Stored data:
// In-memory backend used by unit tests
use crate::api::middleware::AppError;
use crate::models::{ColumnDescriptor, ColumnKind, Row, Value};
use crate::services::database::adapter::{PoolFactory, PoolStatus, QuerySource, ResultCursor};
use futures::StreamExt;
use std::sync::atomic::{AtomicBool, AtomicUsize, Ordering};
use std::time::Duration;

/// Three columns, two rows.
pub fn sample_result() -> (Vec<ColumnDescriptor>, Vec<Row>) {
    let columns = vec![
        ColumnDescriptor::new("id", "int4", ColumnKind::Int32),
        ColumnDescriptor::new("name", "text", ColumnKind::Text),
        ColumnDescriptor::new("score", "float8", ColumnKind::Float64),
    ];
    let rows = vec![
        vec![Value::Int32(1), Value::Text("alice".into()), Value::Float64(1.5)],
        vec![Value::Int32(2), Value::Null, Value::Float64(-2.25)],
    ];
    (columns, rows)
}

pub fn cursor_from(columns: Vec<ColumnDescriptor>, rows: Vec<Row>) -> ResultCursor {
    ResultCursor::new(columns, futures::stream::iter(rows.into_iter().map(Ok)).boxed())
}

/// Factory that counts how many pools it built and closed.
#[derive(Default)]
pub struct CountingFactory {
    pub created: AtomicUsize,
    pub closed: AtomicUsize,
    pub fail: AtomicBool,
    create_delay: Duration,
    query_delay: Duration,
}

impl CountingFactory {
    pub fn with_create_delay(delay: Duration) -> Self {
        Self {
            create_delay: delay,
            ..Self::default()
        }
    }

    pub fn with_query_delay(delay: Duration) -> Self {
        Self {
            query_delay: delay,
            ..Self::default()
        }
    }
}

#[derive(Clone, Debug)]
pub struct StubPool {
    id: usize,
    query_delay: Duration,
}

impl StubPool {
    pub fn id(&self) -> usize {
        self.id
    }
}

#[async_trait::async_trait]
impl PoolFactory for CountingFactory {
    type Pool = StubPool;

    async fn create(&self, name: &str, _connection_string: &str) -> Result<StubPool, AppError> {
        if !self.create_delay.is_zero() {
            tokio::time::sleep(self.create_delay).await;
        }
        if self.fail.load(Ordering::SeqCst) {
            return Err(AppError::Connection(format!("error connecting to database '{}'", name)));
        }
        let id = self.created.fetch_add(1, Ordering::SeqCst) + 1;
        Ok(StubPool {
            id,
            query_delay: self.query_delay,
        })
    }

    fn close(&self, _pool: &StubPool) {
        self.closed.fetch_add(1, Ordering::SeqCst);
    }
}

/// Queries starting with `FAIL` are rejected like a syntax error and `ENDLESS` repeats the
/// first sample row forever; anything else yields the sample result.
#[async_trait::async_trait]
impl QuerySource for StubPool {
    async fn open_cursor(&self, sql: &str) -> Result<ResultCursor, AppError> {
        if !self.query_delay.is_zero() {
            tokio::time::sleep(self.query_delay).await;
        }
        if sql.starts_with("FAIL") {
            return Err(AppError::bad_request_with_details(
                "Error executing query",
                "ERROR: syntax error at or near \"FAIL\" (SQLSTATE 42601)",
            ));
        }
        let (columns, rows) = sample_result();
        if sql.starts_with("ENDLESS") {
            let row = rows[0].clone();
            let endless = futures::stream::repeat_with(move || Ok(row.clone())).boxed();
            return Ok(ResultCursor::new(columns, endless));
        }
        Ok(cursor_from(columns, rows))
    }

    fn status(&self) -> PoolStatus {
        PoolStatus {
            size: 1,
            available: 1,
            max_size: 4,
        }
    }
}
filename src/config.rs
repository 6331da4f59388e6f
use regex::Regex;
use serde::Deserialize;
use std::collections::HashMap;
use std::env;
use std::path::Path;
use std::sync::LazyLock;
use std::time::Duration;

use crate::models::{ClientPrincipal, ConnectionProfile};

/// Location of the configuration file when `PGREST_CONFIG_PATH` is unset.
pub const DEFAULT_CONFIG_PATH: &str = "./config/pgrest.conf";

static TRAILING_COMMA: LazyLock<Regex> =
    LazyLock::new(|| Regex::new(r",\s*([\]}])").expect("constant pattern"));

#[derive(Debug, Clone, Deserialize)]
pub struct Config {
    pub pgrest: ServerConfig,
    #[serde(default)]
    pub connections: Vec<ConnectionProfile>,
    #[serde(default)]
    pub users: Vec<ClientPrincipal>,
    #[serde(skip)]
    connections_by_name: HashMap<String, ConnectionProfile>,
    #[serde(skip)]
    users_by_id: HashMap<String, ClientPrincipal>,
}

#[derive(Debug, Clone, Deserialize)]
#[serde(rename_all = "camelCase")]
pub struct ServerConfig {
    pub port: u16,
    pub debug: bool,
    #[serde(default)]
    pub cors: CorsConfig,
    #[serde(alias = "maxconcurrentrequests")]
    pub max_concurrent_requests: usize,
    /// Request deadline in seconds
    pub timeout: u64,
    /// Seconds an unused pool survives before the sweep closes it
    #[serde(alias = "poolidletimeout")]
    pub pool_idle_timeout: u64,
    #[serde(alias = "maxpoolsize")]
    pub max_pool_size: usize,
}

#[derive(Debug, Clone, Deserialize)]
#[serde(rename_all = "camelCase")]
pub struct CorsConfig {
    #[serde(default, alias = "alloworigins")]
    pub allow_origins: Vec<String>,
    #[serde(default, alias = "allowheaders")]
    pub allow_headers: Vec<String>,
    #[serde(default, alias = "allowmethods")]
    pub allow_methods: Vec<String>,
}

impl Default for CorsConfig {
    fn default() -> Self {
        Self {
            allow_origins: vec!["*".to_string()],
            allow_headers: vec!["*".to_string()],
            allow_methods: vec!["POST".to_string(), "OPTIONS".to_string()],
        }
    }
}

impl CorsConfig {
    /// Check whether `origin` is in the allow-list. `*` allows everything.
    pub fn is_origin_allowed(&self, origin: &str) -> bool {
        self.allow_origins
            .iter()
            .any(|allowed| allowed == "*" || allowed == origin)
    }

    pub fn allows_any_origin(&self) -> bool {
        self.allow_origins.iter().any(|o| o == "*")
    }

    fn fill_defaults(&mut self) {
        let defaults = CorsConfig::default();
        if self.allow_origins.is_empty() {
            self.allow_origins = defaults.allow_origins;
        }
        if self.allow_headers.is_empty() {
            self.allow_headers = defaults.allow_headers;
        }
        if self.allow_methods.is_empty() {
            self.allow_methods = defaults.allow_methods;
        }
    }
}

impl Config {
    /// Load the configuration file named by `PGREST_CONFIG_PATH`.
    pub fn from_env() -> Result<Self, config::ConfigError> {
        // Try to load from .env file
        let _ = dotenv::dotenv();

        let path = env::var("PGREST_CONFIG_PATH").unwrap_or_else(|_| DEFAULT_CONFIG_PATH.to_string());
        Self::from_file(path)
    }

    pub fn from_file(path: impl AsRef<Path>) -> Result<Self, config::ConfigError> {
        let path = path.as_ref();
        let raw = std::fs::read_to_string(path).map_err(|e| {
            config::ConfigError::Message(format!(
                "Failed to read configuration file {}: {}",
                path.display(),
                e
            ))
        })?;
        Self::from_json_str(&raw)
    }

    pub fn from_json_str(raw: &str) -> Result<Self, config::ConfigError> {
        let cleaned = clean_json(raw);

        let mut builder = config::Config::builder()
            .set_default("pgrest.port", 8080)?
            .set_default("pgrest.debug", false)?
            .set_default("pgrest.maxConcurrentRequests", 15)?
            .set_default("pgrest.timeout", 30)?
            .set_default("pgrest.poolIdleTimeout", 60)?
            .set_default("pgrest.maxPoolSize", 16)?
            .add_source(config::File::from_str(&cleaned, config::FileFormat::Json));

        if let Ok(port) = env::var("PORT") {
            if let Ok(port) = port.parse::<u16>() {
                builder = builder.set_override("pgrest.port", port)?;
            }
        }

        let mut config: Config = builder.build()?.try_deserialize()?;
        config.finalize();
        Ok(config)
    }

    /// Apply defaults the file may leave empty and build the lookup tables.
    fn finalize(&mut self) {
        self.pgrest.cors.fill_defaults();
        if self.pgrest.max_concurrent_requests == 0 {
            self.pgrest.max_concurrent_requests = 15;
        }
        if self.pgrest.timeout == 0 {
            self.pgrest.timeout = 30;
        }

        self.connections_by_name = self
            .connections
            .iter()
            .map(|c| (c.name.clone(), c.clone()))
            .collect();
        self.users_by_id = self
            .users
            .iter()
            .map(|u| (u.client_id.clone(), u.clone()))
            .collect();
    }

    pub fn connection(&self, name: &str) -> Option<&ConnectionProfile> {
        self.connections_by_name.get(name)
    }

    /// Find the principal registered under `client_id`.
    pub fn principal(&self, client_id: &str) -> Option<ClientPrincipal> {
        self.users_by_id.get(client_id).cloned()
    }

    pub fn server_address(&self) -> String {
        format!("0.0.0.0:{}", self.pgrest.port)
    }

    pub fn request_timeout(&self) -> Duration {
        Duration::from_secs(self.pgrest.timeout)
    }

    pub fn pool_idle_timeout(&self) -> Duration {
        Duration::from_secs(self.pgrest.pool_idle_timeout.max(1))
    }
}

/// Remove trailing commas before closing braces/brackets and collapse doubled commas.
fn clean_json(input: &str) -> String {
    TRAILING_COMMA
        .replace_all(input, "$1")
        .replace(",,", ",")
}

#[cfg(test)]
mod tests {
    use super::*;
    use std::io::Write;

    const SAMPLE: &str = r#"{
        "pgrest": {
            "port": 9090,
            "debug": true,
            "cors": { "allowOrigins": ["https://app.example.com"], },
            "timeout": 10,
        },
        "connections": [
            { "name": "default", "auth": "public", "connectionString": "postgres://u:p@localhost/db" },
            { "name": "private", "connectionString": "postgres://u:p@localhost/db2" },
        ],
        "users": [
            { "clientId": "client-a", "clientSecret": "secret-a", "connections": ["private"] }
        ]
    }"#;

    #[test]
    fn test_clean_json() {
        assert_eq!(clean_json(r#"{"a": [1, 2,], }"#), r#"{"a": [1, 2]}"#);
        assert_eq!(clean_json(r#"[1,,2]"#), "[1,2]");
    }

    #[test]
    fn test_config_values_and_defaults() {
        env::remove_var("PORT");
        let config = Config::from_json_str(SAMPLE).unwrap();

        assert_eq!(config.pgrest.port, 9090);
        assert!(config.pgrest.debug);
        assert_eq!(config.pgrest.timeout, 10);
        assert_eq!(config.pgrest.max_concurrent_requests, 15);
        assert_eq!(config.pool_idle_timeout(), Duration::from_secs(60));
        assert_eq!(config.pgrest.cors.allow_origins, vec!["https://app.example.com"]);
        assert_eq!(config.pgrest.cors.allow_methods, vec!["POST", "OPTIONS"]);
    }

    #[test]
    fn test_lookups() {
        let config = Config::from_json_str(SAMPLE).unwrap();

        assert!(config.connection("default").unwrap().is_public());
        assert!(!config.connection("private").unwrap().is_public());
        assert!(config.connection("missing").is_none());

        let principal = config.principal("client-a").unwrap();
        assert_eq!(principal.client_secret, "secret-a");
        assert!(principal.can_access("private"));
        assert!(config.principal("client-b").is_none());
    }

    #[test]
    fn test_origin_check() {
        let cors = CorsConfig::default();
        assert!(cors.is_origin_allowed("https://anything.example"));

        let cors = CorsConfig {
            allow_origins: vec!["https://app.example.com".to_string()],
            ..CorsConfig::default()
        };
        assert!(cors.is_origin_allowed("https://app.example.com"));
        assert!(!cors.is_origin_allowed("https://evil.example"));
        assert!(!cors.is_origin_allowed(""));
    }

    #[test]
    fn test_config_from_file() {
        let mut file = tempfile::NamedTempFile::new().unwrap();
        file.write_all(SAMPLE.as_bytes()).unwrap();

        let config = Config::from_file(file.path()).unwrap();
        assert_eq!(config.connections.len(), 2);
        assert_eq!(config.users.len(), 1);
    }

    #[test]
    fn test_missing_file_is_an_error() {
        assert!(Config::from_file("/nonexistent/pgrest.conf").is_err());
    }
}
pub mod api;
pub mod config;
pub mod models;
pub mod services;

pub use models::*;
pub use services::*;
use crate::activation::Sigmoid;
use crate::backprop::{forward::ForwardPass, gradients::Gradients, trace::{TraceEvent, Tracer}};
use crate::cost::quadratic::QuadraticCost;
use crate::error::{Error, Result};
use crate::layers::dense::Layer;
use crate::math::matrix::Matrix;
use crate::network::network::Network;

/// Propagates the output error back through the network.
///
/// The output delta is `(a_L − y) ⊙ σ'(z_L)`. Every earlier delta is
/// `(W_{l+1}ᵗ · δ_{l+1}) ⊙ σ'(z_l)`, computed strictly from the output layer
/// towards the input since each step consumes the delta of the layer above.
/// Each delta yields `∂C/∂b_l = δ_l` and `∂C/∂W_l = δ_l ⊗ a_{l−1}ᵗ`.
pub fn backward(
    pass: &ForwardPass,
    network: &Network,
    expected: &[f64],
    sigmoid: Sigmoid,
    tracer: &mut dyn Tracer,
) -> Result<Gradients> {
    check_shapes(pass, network, expected)?;

    let last = pass.zs.len();
    let mut biases = Vec::with_capacity(last);
    let mut weights = Vec::with_capacity(last);

    let error = QuadraticCost::derivative(&pass.output().column_values(), expected);
    let sp = pass.zs[last - 1].map(|z| sigmoid.derivative(z));
    let mut delta = Matrix::column(&error).hadamard(&sp);
    tracer.record(&TraceEvent::OutputDelta { layer: last, delta: &delta });
    push_gradients(&delta, &pass.activations[last - 1], last, &mut biases, &mut weights, tracer);

    for l in (1..last).rev() {
        let z = &pass.zs[l - 1];
        let sp = z.map(|x| sigmoid.derivative(x));
        let transposed_weights = network.layers[l].weights.transpose();
        let propagated = &transposed_weights * &delta;
        let next = propagated.hadamard(&sp);
        tracer.record(&TraceEvent::BackwardStep {
            layer: l,
            upstream_delta: &delta,
            transposed_weights: &transposed_weights,
            z,
            sigmoid_prime: &sp,
            propagated: &propagated,
            delta: &next,
        });
        delta = next;
        push_gradients(&delta, &pass.activations[l - 1], l, &mut biases, &mut weights, tracer);
    }

    biases.reverse();
    weights.reverse();
    Ok(Gradients { biases, weights })
}

fn push_gradients(
    delta: &Matrix,
    inputs: &Matrix,
    layer: usize,
    biases: &mut Vec<Matrix>,
    weights: &mut Vec<Matrix>,
    tracer: &mut dyn Tracer,
) {
    let (w_grad, b_grad) = Layer::gradients(delta, inputs);
    tracer.record(&TraceEvent::BiasGradient { layer, gradient: &b_grad });
    tracer.record(&TraceEvent::WeightGradient { layer, gradient: &w_grad });
    biases.push(b_grad);
    weights.push(w_grad);
}

fn check_shapes(pass: &ForwardPass, network: &Network, expected: &[f64]) -> Result<()> {
    let layers = network.layers.len();
    if layers == 0 {
        return Err(Error::InvalidTopology("network has no layers".to_owned()));
    }
    if pass.zs.len() != layers {
        return Err(Error::shape("pre-activation count", (layers, 1), (pass.zs.len(), 1)));
    }
    if pass.activations.len() != layers + 1 {
        return Err(Error::shape("activation count", (layers + 1, 1), (pass.activations.len(), 1)));
    }
    for (i, layer) in network.layers.iter().enumerate() {
        layer.weights.check_dims(&format!("weights[{i}]"))?;
        let shape = (pass.zs[i].rows, pass.activations[i].rows);
        if layer.weights.shape() != shape {
            return Err(Error::shape(format!("weights[{i}]"), shape, layer.weights.shape()));
        }
        if pass.activations[i + 1].shape() != pass.zs[i].shape() {
            return Err(Error::shape(
                format!("activations[{}]", i + 1),
                pass.zs[i].shape(),
                pass.activations[i + 1].shape(),
            ));
        }
    }
    let output = pass.output();
    if output.shape() != (expected.len(), 1) {
        return Err(Error::shape("expected output", output.shape(), (expected.len(), 1)));
    }
    Ok(())
}
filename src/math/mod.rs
pub mod matrix;

pub use matrix::Matrix;
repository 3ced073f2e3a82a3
pub mod dense;

pub use dense::Layer;
pub mod quadratic;

pub use quadratic::QuadraticCost;
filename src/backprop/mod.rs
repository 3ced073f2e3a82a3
pub mod backward;
pub mod eval_config;
pub mod evaluator;
pub mod forward;
pub mod gradients;
pub mod trace;

pub use backward::backward;
pub use eval_config::EvalConfig;
pub use evaluator::Evaluator;
pub use forward::{forward, ForwardPass};
pub use gradients::{GradientDocument, Gradients};
pub use trace::{LogTracer, NoopTracer, RecordingTracer, TraceEvent, Tracer};
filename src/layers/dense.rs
use rand::Rng;

use crate::{activation::Sigmoid, error::{Error, Result}, math::matrix::Matrix};

/// One fully connected, non-input layer.
///
/// `weights` has shape `(size, input_size)`; `biases` is a `(size, 1)` column.
#[derive(Debug, Clone, PartialEq)]
pub struct Layer{
    pub weights: Matrix,
    pub biases: Matrix,
}

impl Layer {
    pub fn new(weights: Matrix, biases: Matrix) -> Result<Layer> {
        if biases.shape() != (weights.rows, 1) {
            return Err(Error::shape("layer biases", (weights.rows, 1), biases.shape()));
        }
        Ok(Layer { weights, biases })
    }

    /// Weights and biases drawn from N(0, 1).
    pub fn gaussian<R: Rng + ?Sized>(size: usize, input_size: usize, rng: &mut R) -> Layer {
        Layer {
            weights: Matrix::gaussian(size, input_size, rng),
            biases: Matrix::gaussian(size, 1, rng),
        }
    }

    pub fn size(&self) -> usize {
        self.weights.rows
    }

    pub fn input_size(&self) -> usize {
        self.weights.cols
    }

    /// Returns `(z, a)` where `z = W·input + b` and `a = σ(z)`.
    pub fn feed_from(&self, input: &Matrix, sigmoid: Sigmoid) -> (Matrix, Matrix) {
        let z = &(&self.weights * input) + &self.biases;
        let a = z.map(|x| sigmoid.function(x));
        (z, a)
    }

    /// Gradients for this layer given its delta: `(delta ⊗ inputᵗ, delta)`.
    pub fn gradients(delta: &Matrix, inputs: &Matrix) -> (Matrix, Matrix) {
        let weights_grad = delta * &inputs.transpose();
        (weights_grad, delta.clone())
    }
}

#[cfg(test)]
mod tests {
    use super::*;

    #[test]
    fn feed_from_applies_affine_then_sigmoid() {
        let layer = Layer::new(
            Matrix::try_from_rows(vec![vec![1.0, -1.0], vec![0.5, 0.5]], "w").unwrap(),
            Matrix::column(&[0.0, -1.0]),
        ).unwrap();
        let (z, a) = layer.feed_from(&Matrix::column(&[2.0, 2.0]), Sigmoid::Exact);
        assert_eq!(z.column_values(), vec![0.0, 1.0]);
        assert_eq!(a.column_values()[0], 0.5);
        assert_eq!(a.shape(), (2, 1));
    }

    #[test]
    fn bias_must_match_weight_rows() {
        let err = Layer::new(Matrix::zeros(3, 2), Matrix::column(&[0.0, 0.0])).unwrap_err();
        assert!(matches!(err, Error::ShapeMismatch { expected: (3, 1), found: (2, 1), .. }));
    }

    #[test]
    fn gradients_take_layer_shape() {
        let delta = Matrix::column(&[1.0, 2.0, 3.0]);
        let input = Matrix::column(&[0.5, 0.25]);
        let (w, b) = Layer::gradients(&delta, &input);
        assert_eq!(w.shape(), (3, 2));
        assert_eq!(w.data[2], vec![1.5, 0.75]);
        assert_eq!(b, delta);
    }
}
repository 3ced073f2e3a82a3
pub mod fixture;
pub mod network;
pub mod topology;

pub use fixture::{Case, ParameterFile};
pub use network::Network;
pub use topology::Topology;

Exercise directions: Within the records, filter for lines that contain the word "evaluator" and show each one.

Problem solution:
pub mod evaluator;
pub use evaluator::Evaluator;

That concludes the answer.